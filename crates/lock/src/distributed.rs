use crate::{Acquisition, Hold, LockError, LockGuard, LockKind, LockManager, LockMode, Result};
use std::sync::Arc;
use std::thread;
use std::time::{Duration, Instant};
use uuid::Uuid;

/// Shared queue state for distributed locks.
///
/// Each call must be atomic with respect to every other participant. Per
/// resource, a coordinator keeps a FIFO queue of waiters (ordered by the
/// ticket they got on their first `try_grant`) and a set of holders.
///
/// - A shared request is granted when nobody holds the resource
///   exclusively and no exclusive request is queued ahead of it.
/// - An exclusive request is granted when nobody holds the resource and it
///   is at the head of the queue.
///
/// Every grant carries a lease; a holder that never releases loses the lock
/// when the lease runs out. Waiters refresh their place on every call and
/// are dropped from the queue once they have been silent for a full lease.
pub trait Coordinator: Send + Sync {
    /// Enqueue `waiter` if needed and report whether it now holds the lock.
    fn try_grant(&self, resource: &str, waiter: &str, mode: LockMode, lease: Duration)
        -> Result<bool>;

    /// Withdraw a waiter, including a grant the waiter never learned about.
    fn abandon(&self, resource: &str, waiter: &str, mode: LockMode) -> Result<()>;

    fn release(&self, resource: &str, holder: &str, mode: LockMode) -> Result<()>;
}

/// Locks coordinated across processes through a [`Coordinator`].
///
/// Waiting is done by polling. A coordinator failure during a timed wait is
/// reported as a timeout, so a caller never proceeds without the lock.
pub struct DistributedLockManager {
    coordinator: Arc<dyn Coordinator>,
    lease: Duration,
    poll_interval: Duration,
}

impl DistributedLockManager {
    pub fn new(coordinator: Arc<dyn Coordinator>, lease: Duration, poll_interval: Duration) -> Self {
        Self {
            coordinator,
            lease,
            poll_interval: poll_interval.max(Duration::from_millis(1)),
        }
    }

    pub fn lease(&self) -> Duration {
        self.lease
    }

    fn guard(&self, resource: &str, waiter: String, mode: LockMode) -> LockGuard {
        let hold = RemoteHold {
            coordinator: Arc::clone(&self.coordinator),
            resource: resource.to_string(),
            holder: waiter,
            mode,
        };
        LockGuard::new(resource, mode, Hold::Remote { _hold: hold })
    }

    fn abandon(&self, resource: &str, waiter: &str, mode: LockMode) {
        if let Err(err) = self.coordinator.abandon(resource, waiter, mode) {
            tracing::warn!(resource, waiter, error = %err, "failed to withdraw lock request");
        }
    }

    /// Poll until granted, the deadline passes, or the coordinator fails.
    fn wait(&self, resource: &str, mode: LockMode, deadline: Option<Instant>) -> Result<Option<LockGuard>> {
        let waiter = Uuid::new_v4().to_string();
        loop {
            match self.coordinator.try_grant(resource, &waiter, mode, self.lease) {
                Ok(true) => return Ok(Some(self.guard(resource, waiter, mode))),
                Ok(false) => {}
                Err(err) => {
                    self.abandon(resource, &waiter, mode);
                    return Err(err);
                }
            }

            let pause = match deadline {
                Some(deadline) => {
                    let remaining = deadline.saturating_duration_since(Instant::now());
                    if remaining.is_zero() {
                        self.abandon(resource, &waiter, mode);
                        return Ok(None);
                    }
                    remaining.min(self.poll_interval)
                }
                None => self.poll_interval,
            };
            thread::sleep(pause);
        }
    }
}

impl LockManager for DistributedLockManager {
    fn kind(&self) -> LockKind {
        LockKind::Distributed
    }

    fn acquire(&self, resource: &str, mode: LockMode) -> Result<LockGuard> {
        match self.wait(resource, mode, None) {
            Ok(Some(guard)) => Ok(guard),
            Ok(None) => Err(LockError::Coordination(format!(
                "lock on '{resource}' was not granted"
            ))),
            Err(err) => {
                tracing::warn!(resource, %mode, error = %err, "lock coordination failed");
                Err(err)
            }
        }
    }

    fn try_acquire(&self, resource: &str, mode: LockMode, timeout: Duration) -> Acquisition {
        let deadline = Instant::now() + timeout;
        match self.wait(resource, mode, Some(deadline)) {
            Ok(Some(guard)) => Acquisition::Acquired(guard),
            Ok(None) => {
                tracing::debug!(resource, %mode, ?timeout, "lock wait timed out");
                Acquisition::TimedOut
            }
            Err(err) => {
                tracing::warn!(
                    resource,
                    %mode,
                    error = %err,
                    "lock coordination failed, treating as timeout"
                );
                Acquisition::TimedOut
            }
        }
    }
}

/// A granted distributed lock; released through the coordinator on drop.
pub(crate) struct RemoteHold {
    coordinator: Arc<dyn Coordinator>,
    resource: String,
    holder: String,
    mode: LockMode,
}

impl Drop for RemoteHold {
    fn drop(&mut self) {
        if let Err(err) = self
            .coordinator
            .release(&self.resource, &self.holder, self.mode)
        {
            // The lease will expire the grant.
            tracing::warn!(resource = %self.resource, error = %err, "failed to release lock");
        }
    }
}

== == ==

**WHAT NEEDS TO BE DONE**
Return every entry exactly; no line may be missing.

**RESPONSE AREA**
filename crates/lock/src/distributed.rs
use crate::{Acquisition, Hold, LockError, LockGuard, LockKind, LockManager, LockMode, Result};
use std::sync::Arc;
use std::thread;
use std::time::{Duration, Instant};
use uuid::Uuid;

/// Shared queue state for distributed locks.
///
/// Each call must be atomic with respect to every other participant. Per
/// resource, a coordinator keeps a FIFO queue of waiters (ordered by the
/// ticket they got on their first `try_grant`) and a set of holders.
///
/// - A shared request is granted when nobody holds the resource
///   exclusively and no exclusive request is queued ahead of it.
/// - An exclusive request is granted when nobody holds the resource and it
///   is at the head of the queue.
///
/// Every grant carries a lease; a holder that never releases loses the lock
/// when the lease runs out. Waiters refresh their place on every call and
/// are dropped from the queue once they have been silent for a full lease.
pub trait Coordinator: Send + Sync {
    /// Enqueue `waiter` if needed and report whether it now holds the lock.
    fn try_grant(&self, resource: &str, waiter: &str, mode: LockMode, lease: Duration)
        -> Result<bool>;

    /// Withdraw a waiter, including a grant the waiter never learned about.
    fn abandon(&self, resource: &str, waiter: &str, mode: LockMode) -> Result<()>;

    fn release(&self, resource: &str, holder: &str, mode: LockMode) -> Result<()>;
}

/// Locks coordinated across processes through a [`Coordinator`].
///
/// Waiting is done by polling. A coordinator failure during a timed wait is
/// reported as a timeout, so a caller never proceeds without the lock.
pub struct DistributedLockManager {
    coordinator: Arc<dyn Coordinator>,
    lease: Duration,
    poll_interval: Duration,
}

impl DistributedLockManager {
    pub fn new(coordinator: Arc<dyn Coordinator>, lease: Duration, poll_interval: Duration) -> Self {
        Self {
            coordinator,
            lease,
            poll_interval: poll_interval.max(Duration::from_millis(1)),
        }
    }

    pub fn lease(&self) -> Duration {
        self.lease
    }

    fn guard(&self, resource: &str, waiter: String, mode: LockMode) -> LockGuard {
        let hold = RemoteHold {
            coordinator: Arc::clone(&self.coordinator),
            resource: resource.to_string(),
            holder: waiter,
            mode,
        };
        LockGuard::new(resource, mode, Hold::Remote { _hold: hold })
    }

    fn abandon(&self, resource: &str, waiter: &str, mode: LockMode) {
        if let Err(err) = self.coordinator.abandon(resource, waiter, mode) {
            tracing::warn!(resource, waiter, error = %err, "failed to withdraw lock request");
        }
    }

    /// Poll until granted, the deadline passes, or the coordinator fails.
    fn wait(&self, resource: &str, mode: LockMode, deadline: Option<Instant>) -> Result<Option<LockGuard>> {
        let waiter = Uuid::new_v4().to_string();
        loop {
            match self.coordinator.try_grant(resource, &waiter, mode, self.lease) {
                Ok(true) => return Ok(Some(self.guard(resource, waiter, mode))),
                Ok(false) => {}
                Err(err) => {
                    self.abandon(resource, &waiter, mode);
                    return Err(err);
                }
            }

            let pause = match deadline {
                Some(deadline) => {
                    let remaining = deadline.saturating_duration_since(Instant::now());
                    if remaining.is_zero() {
                        self.abandon(resource, &waiter, mode);
                        return Ok(None);
                    }
                    remaining.min(self.poll_interval)
                }
                None => self.poll_interval,
            };
            thread::sleep(pause);
        }
    }
}

impl LockManager for DistributedLockManager {
    fn kind(&self) -> LockKind {
        LockKind::Distributed
    }

    fn acquire(&self, resource: &str, mode: LockMode) -> Result<LockGuard> {
        match self.wait(resource, mode, None) {
            Ok(Some(guard)) => Ok(guard),
            Ok(None) => Err(LockError::Coordination(format!(
                "lock on '{resource}' was not granted"
            ))),
            Err(err) => {
                tracing::warn!(resource, %mode, error = %err, "lock coordination failed");
                Err(err)
            }
        }
    }

    fn try_acquire(&self, resource: &str, mode: LockMode, timeout: Duration) -> Acquisition {
        let deadline = Instant::now() + timeout;
        match self.wait(resource, mode, Some(deadline)) {
            Ok(Some(guard)) => Acquisition::Acquired(guard),
            Ok(None) => {
                tracing::debug!(resource, %mode, ?timeout, "lock wait timed out");
                Acquisition::TimedOut
            }
            Err(err) => {
                tracing::warn!(
                    resource,
                    %mode,
                    error = %err,
                    "lock coordination failed, treating as timeout"
                );
                Acquisition::TimedOut
            }
        }
    }
}

/// A granted distributed lock; released through the coordinator on drop.
pub(crate) struct RemoteHold {
    coordinator: Arc<dyn Coordinator>,
    resource: String,
    holder: String,
    mode: LockMode,
}

impl Drop for RemoteHold {
    fn drop(&mut self) {
        if let Err(err) = self
            .coordinator
            .release(&self.resource, &self.holder, self.mode)
        {
            // The lease will expire the grant.
            tracing::warn!(resource = %self.resource, error = %err, "failed to release lock");
        }
    }
}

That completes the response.